» TO DO
Please give back, word for word, each line from the start of the entries through the one in which "let centers: Vec<Vec<f64>>" is found.

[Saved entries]
◇ ◇ ◇ ◇ ◇ ◇ ◇
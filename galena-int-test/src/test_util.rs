//! Shared helpers for integration tests.

use std::sync::Arc;

use galena::id::ObjectId;
use galena::relation::VectorRelation;
use rand::rngs::StdRng;
use rand::{Rng, SeedableRng};

/// Deterministic pseudo-random points in `[0, 100)^dims`.
pub fn random_points(count: usize, dims: usize, seed: u64) -> Vec<(ObjectId, Vec<f64>)> {
    let mut rng = StdRng::seed_from_u64(seed);
    (0..count)
        .map(|i| {
            let coords = (0..dims).map(|_| rng.random_range(0.0..100.0)).collect();
            (ObjectId::from(i as u64), coords)
        })
        .collect()
}

/// Points forming a few dense clusters, to stress overflow handling.
pub fn clustered_points(
    clusters: usize,
    per_cluster: usize,
    dims: usize,
    seed: u64,
) -> Vec<(ObjectId, Vec<f64>)> {
    let mut rng = StdRng::seed_from_u64(seed);
    let centers: Vec<Vec<f64>> = (0..clusters)
        .map(|_| (0..dims).map(|_| rng.random_range(0.0..1000.0)).collect())
        .collect();

    let mut points = Vec::with_capacity(clusters * per_cluster);
    for (c, center) in centers.iter().enumerate() {
        for i in 0..per_cluster {
            let coords = center
                .iter()
                .map(|&v| v + rng.random_range(-2.0..2.0))
                .collect();
            points.push((ObjectId::from((c * per_cluster + i) as u64), coords));
        }
    }
    points
}

pub fn build_relation(points: &[(ObjectId, Vec<f64>)]) -> Arc<VectorRelation> {
    Arc::new(
        VectorRelation::from_pairs(points.iter().cloned())
            .expect("test points share a dimensionality"),
    )
}
//! # Galena Spatial - R*-Tree Indexing and Distance Queries
//!
//! This crate provides the spatial index engine of the Galena
//! data-mining toolkit: an R*-tree with pluggable overflow
//! (forced-reinsertion) and bulk-load strategies, and the distance
//! query layer (range, k-nearest-neighbor, reverse-k-nearest-
//! neighbor) in both linear-scan and branch-and-bound tree-search
//! form.
//!
//! ## Features
//!
//! - **Sum-type data model**: leaf and directory entries as one enum,
//!   matched exhaustively
//! - **Pluggable strategies**: overflow treatment, reinsertion
//!   candidate selection, and bulk-load partitioning are traits
//!   chosen at construction
//! - **Deterministic queries**: results ordered by `(distance, id)`;
//!   linear and index-accelerated engines agree exactly
//! - **Append-only**: insertion and bulk building only; deletion is
//!   out of scope and fails loudly
//!
//! ## Quick Start
//!
//! ```rust
//! use galena::{ObjectId, Relation, VectorRelation};
//! use galena_spatial::{Insertable, KnnCapable, RStarTree, RStarTreeConfig};
//! use std::sync::Arc;
//!
//! # fn main() -> Result<(), Box<dyn std::error::Error>> {
//! let relation = Arc::new(VectorRelation::from_pairs(vec![
//!     (ObjectId::from(1), vec![0.0, 0.0]),
//!     (ObjectId::from(2), vec![1.0, 0.0]),
//!     (ObjectId::from(3), vec![0.0, 1.0]),
//! ])?);
//!
//! let tree = RStarTree::new(relation.clone(), RStarTreeConfig::default())?;
//! for id in relation.ids() {
//!     tree.insert(id)?;
//! }
//!
//! let nearest = tree.knn_query(&[0.0, 0.0], 2)?;
//! assert_eq!(nearest[0].id, ObjectId::from(1));
//! # Ok(())
//! # }
//! ```

// Geometric data model
pub mod bounding_box;
pub mod entry;
pub mod node;

// Tree and strategies
pub mod config;
pub mod rstar;

// Query engines
pub mod query;

pub mod errors;

// Re-export the data model
pub use bounding_box::BoundingBox;
pub use entry::SpatialEntry;
pub use errors::{SpatialError, SpatialResult};
pub use node::{MemoryNodeStore, Node, NodeId, NodeStore, TreePath};

// Re-export tree types
pub use config::RStarTreeConfig;
pub use rstar::{
    BulkLoadStrategy, CloseReinsert, LimitedReinsertOverflow, OverflowTreatment, RStarTree,
    ReinsertLevels, ReinsertStrategy, SortTileRecursive, SplitOverflow, TreeStats,
};

// Re-export the query layer
pub use query::linear::LinearScan;
pub use query::priority::{KnnCollector, SearchCandidate};
pub use query::{Insertable, KnnCapable, RangeCapable, RknnCapable, SpatialDistance};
◇ ◇ ◇ ◇ ◇ ◇ ◇
» WORKED SOLUTION
filename galena-int-test/src/test_util.rs
//! Shared helpers for integration tests.

use std::sync::Arc;

use galena::id::ObjectId;
use galena::relation::VectorRelation;
use rand::rngs::StdRng;
use rand::{Rng, SeedableRng};

/// Deterministic pseudo-random points in `[0, 100)^dims`.
pub fn random_points(count: usize, dims: usize, seed: u64) -> Vec<(ObjectId, Vec<f64>)> {
    let mut rng = StdRng::seed_from_u64(seed);
    (0..count)
        .map(|i| {
            let coords = (0..dims).map(|_| rng.random_range(0.0..100.0)).collect();
            (ObjectId::from(i as u64), coords)
        })
        .collect()
}

/// Points forming a few dense clusters, to stress overflow handling.
pub fn clustered_points(
    clusters: usize,
    per_cluster: usize,
    dims: usize,
    seed: u64,
) -> Vec<(ObjectId, Vec<f64>)> {
    let mut rng = StdRng::seed_from_u64(seed);
    let centers: Vec<Vec<f64>> = (0..clusters)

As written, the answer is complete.